• [SOURCE DATA]

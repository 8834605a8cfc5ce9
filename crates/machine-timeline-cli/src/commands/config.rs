use clap::Subcommand;
use machine_timeline_core::Config;

#[derive(Subcommand)]
pub enum ConfigAction {
    /// Get a config value
    Get {
        /// Config key (e.g. "summary.day_cutoff", "analysis.sequential")
        key: String,
    },
    /// Set a config value
    Set {
        /// Config key
        key: String,
        /// New value
        value: String,
    },
    /// List all config values
    List,
    /// Reset config to defaults
    Reset,
}

pub fn run(action: ConfigAction) -> Result<(), Box<dyn std::error::Error>> {
    match action {
        ConfigAction::Get { key } => {
            let config = Config::load()?;
            match config.get(&key) {
                Some(value) => println!("{value}"),
                None => return Err(format!("unknown key: {key}").into()),
            }
        }
        ConfigAction::Set { key, value } => {
            let mut config = Config::load()?;
            config.set(&key, &value)?;
            println!("ok");
        }
        ConfigAction::List => {
            let config = Config::load()?;
            for (key, value) in config.list()? {
                println!("{key} = {value}");
            }
        }
        ConfigAction::Reset => {
            Config::default().save()?;
            println!("config reset to defaults");
        }
    }
    Ok(())
}
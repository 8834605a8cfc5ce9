//! Draining one modification queue.
//!
//! Top-level modifications are drawn in `(effective priority desc, id asc)`
//! order. A drawn modification is walked depth-first with an explicit
//! stack: a modification that spawned children stays on the stack until
//! every child is `Done`, then becomes `Done` itself. A modification in
//! `Error` halts the queue until it is retried.

use serde::Serialize;
use std::collections::HashSet;
use std::sync::Mutex;
use std::time::Duration;
use tokio_util::sync::CancellationToken;
use tracing::{debug, error};

use super::retry::{is_fatal, retry_transient};
use crate::error::{AnalysisError, ErrorContext, Result};
use crate::model::{
    Modification, ModificationCursor, ModificationQueue, ModificationStatus, NewModification,
};
use crate::storage::Database;

/// Result of applying one modification.
#[derive(Debug, Clone, PartialEq)]
pub enum Outcome {
    Done,
    /// The modification is replaced by these children.
    Spawn(Vec<NewModification>),
}

/// Applies modifications inside the caller's transaction.
pub trait ModificationProcessor {
    /// Apply `modification` and write its effects through `db`.
    fn apply(&mut self, db: &Database, modification: &Modification) -> Result<Outcome>;

    /// The transaction of the last `apply` committed.
    fn commit(&mut self) {}

    /// The transaction of the last `apply` rolled back; undo in-memory
    /// effects.
    fn rollback(&mut self);
}

#[derive(Debug, Clone, Copy)]
pub struct QueueSettings {
    pub max_attempts: u32,
    pub backoff: Duration,
    pub max_depth: usize,
}

impl Default for QueueSettings {
    fn default() -> Self {
        Self {
            max_attempts: 2,
            backoff: Duration::from_millis(200),
            max_depth: 16,
        }
    }
}

#[derive(Debug, Clone, PartialEq, Eq, Serialize)]
#[serde(tag = "stop", rename_all = "snake_case")]
pub enum QueueStop {
    Drained,
    Halted {
        modification_id: i64,
        error: Option<String>,
    },
    Cancelled,
}

#[derive(Debug, Clone, PartialEq, Eq, Serialize)]
pub struct QueueReport {
    /// Modifications applied, children included.
    pub processed: usize,
    #[serde(flatten)]
    pub stop: QueueStop,
}

/// Where the walk of one tree stopped.
enum Walk {
    Done,
    Halted {
        modification_id: i64,
        error: Option<String>,
    },
    Cancelled,
}

fn queue_context(queue: ModificationQueue) -> ErrorContext {
    match queue {
        ModificationQueue::Global => ErrorContext::machine(0),
        ModificationQueue::Machine(id) => ErrorContext::machine(id),
    }
}

/// Move `id` from `from` to `to` in storage. An illegal transition, or a
/// stored status other than `from`, is an invariant violation.
fn transition(
    db: &Database,
    context: &ErrorContext,
    id: i64,
    from: ModificationStatus,
    to: ModificationStatus,
    error: Option<&str>,
) -> Result<()> {
    let context = context.clone().with_modification(id);
    if !from.can_transition_to(to) {
        return Err(
            AnalysisError::invariant(context, format!("illegal transition {from} -> {to}")).into(),
        );
    }
    if !db.transition_modification(id, from, to, error)? {
        return Err(AnalysisError::invariant(
            context,
            format!("modification left {from} before moving to {to}"),
        )
        .into());
    }
    Ok(())
}

/// Process the modifications of `queue` until none is left, one halts the
/// queue or `cancel` fires.
pub fn drain_queue<P: ModificationProcessor>(
    db: &Mutex<Database>,
    queue: ModificationQueue,
    processor: &mut P,
    settings: &QueueSettings,
    cancel: &CancellationToken,
) -> Result<QueueReport> {
    let mut drain = Drain {
        db,
        context: queue_context(queue),
        processor,
        settings,
        cancel,
        processed: 0,
    };
    let mut cursor = ModificationCursor::start();
    loop {
        if cancel.is_cancelled() {
            return Ok(drain.report(QueueStop::Cancelled));
        }
        let next = drain.storage(|db| Ok(db.next_modification(queue, &cursor)?))?;
        let Some(queued) = next else {
            return Ok(drain.report(QueueStop::Drained));
        };
        cursor.advance(&queued);
        debug!(
            modification_id = queued.modification.id,
            priority = queued.effective_priority,
            "modification drawn"
        );
        match drain.walk(queued.modification)? {
            Walk::Done => {}
            Walk::Halted {
                modification_id,
                error,
            } => {
                return Ok(drain.report(QueueStop::Halted {
                    modification_id,
                    error,
                }))
            }
            Walk::Cancelled => return Ok(drain.report(QueueStop::Cancelled)),
        }
    }
}

struct Drain<'a, P> {
    db: &'a Mutex<Database>,
    context: ErrorContext,
    processor: &'a mut P,
    settings: &'a QueueSettings,
    cancel: &'a CancellationToken,
    processed: usize,
}

impl<P: ModificationProcessor> Drain<'_, P> {
    fn report(&self, stop: QueueStop) -> QueueReport {
        QueueReport {
            processed: self.processed,
            stop,
        }
    }

    /// Run one storage step under the lock, retrying transient failures.
    fn storage<T>(&self, mut step: impl FnMut(&Database) -> Result<T>) -> Result<T> {
        retry_transient(
            self.settings.max_attempts,
            self.settings.backoff,
            &self.context,
            || {
                let db = self.db.lock()?;
                step(&*db)
            },
        )
    }

    fn load(&self, id: i64) -> Result<Modification> {
        self.storage(|db| Ok(db.get_modification(id)?))?
            .ok_or_else(|| {
                AnalysisError::invariant(
                    self.context.clone().with_modification(id),
                    "modification disappeared while being processed",
                )
                .into()
            })
    }

    fn walk(&mut self, root: Modification) -> Result<Walk> {
        let mut stack = vec![root.id];
        let mut on_stack = HashSet::from([root.id]);

        while let Some(&id) = stack.last() {
            if self.cancel.is_cancelled() {
                return Ok(Walk::Cancelled);
            }
            let modification = self.load(id)?;
            match modification.status {
                ModificationStatus::Done => {
                    stack.pop();
                    on_stack.remove(&id);
                }
                ModificationStatus::Error => {
                    return Ok(Walk::Halted {
                        modification_id: id,
                        error: modification.error,
                    })
                }
                ModificationStatus::Pending | ModificationStatus::InProgress => {
                    if let Some(error) = self.process(&modification)? {
                        return Ok(Walk::Halted {
                            modification_id: id,
                            error: Some(error),
                        });
                    }
                }
                ModificationStatus::PendingSubModifications => {
                    let mut waiting = None;
                    for child_id in &modification.children {
                        let child = self.load(*child_id)?;
                        if child.status != ModificationStatus::Done {
                            waiting = Some(child);
                            break;
                        }
                    }
                    match waiting {
                        None => {
                            self.storage(|db| {
                                transition(
                                    db,
                                    &self.context,
                                    id,
                                    ModificationStatus::PendingSubModifications,
                                    ModificationStatus::Done,
                                    None,
                                )
                            })?;
                            debug!(modification_id = id, "all sub-modifications done");
                        }
                        Some(child) if child.status == ModificationStatus::Error => {
                            return Ok(Walk::Halted {
                                modification_id: child.id,
                                error: child.error,
                            })
                        }
                        Some(child) => {
                            let context = self.context.clone().with_modification(child.id);
                            if on_stack.contains(&child.id) {
                                return Err(AnalysisError::invariant(
                                    context,
                                    format!("sub-modification cycle through {id}"),
                                )
                                .into());
                            }
                            if stack.len() >= self.settings.max_depth {
                                return Err(AnalysisError::invariant(
                                    context,
                                    format!(
                                        "sub-modifications nested deeper than {}",
                                        self.settings.max_depth
                                    ),
                                )
                                .into());
                            }
                            stack.push(child.id);
                            on_stack.insert(child.id);
                        }
                    }
                }
            }
        }
        Ok(Walk::Done)
    }

    /// Apply one modification in its own transaction. Returns the message
    /// of a failure that put the modification in `Error`.
    fn process(&mut self, modification: &Modification) -> Result<Option<String>> {
        let id = modification.id;
        if modification.status == ModificationStatus::Pending {
            self.storage(|db| {
                transition(
                    db,
                    &self.context,
                    id,
                    ModificationStatus::Pending,
                    ModificationStatus::InProgress,
                    None,
                )
            })?;
        }

        let db = self.db;
        let queue_context = &self.context;
        let processor = &mut *self.processor;
        let applied = retry_transient(
            self.settings.max_attempts,
            self.settings.backoff,
            &self.context.clone().with_modification(id),
            || {
                let db = db.lock()?;
                let result: Result<()> = db.transaction(|db| {
                    let done = match processor.apply(db, modification)? {
                        Outcome::Done => ModificationStatus::Done,
                        Outcome::Spawn(children) => {
                            let mut ids = Vec::with_capacity(children.len());
                            for child in &children {
                                ids.push(db.insert_modification(child)?);
                            }
                            db.set_modification_children(id, &ids)?;
                            ModificationStatus::PendingSubModifications
                        }
                    };
                    transition(
                        db,
                        queue_context,
                        id,
                        ModificationStatus::InProgress,
                        done,
                        None,
                    )
                });
                match &result {
                    Ok(()) => processor.commit(),
                    Err(_) => processor.rollback(),
                }
                result
            },
        );

        match applied {
            Ok(()) => {
                self.processed += 1;
                Ok(None)
            }
            Err(err) if is_fatal(&err) => Err(err),
            Err(err) => {
                let message = err.to_string();
                error!(modification_id = id, error = %message, "modification failed");
                self.storage(|db| {
                    transition(
                        db,
                        &self.context,
                        id,
                        ModificationStatus::InProgress,
                        ModificationStatus::Error,
                        Some(&message),
                    )
                })?;
                Ok(Some(message))
            }
        }
    }
}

• [EXERCISE]
An exact, complete copy of the lines above from the one with "by these children." through the one with "and write its" is the whole answer.

• [ANSWER FOR THIS EXERCISE]
    /// The modification is replaced by these children.
    Spawn(Vec<NewModification>),
}

/// Applies modifications inside the caller's transaction.
pub trait ModificationProcessor {
    /// Apply `modification` and write its effects through `db`.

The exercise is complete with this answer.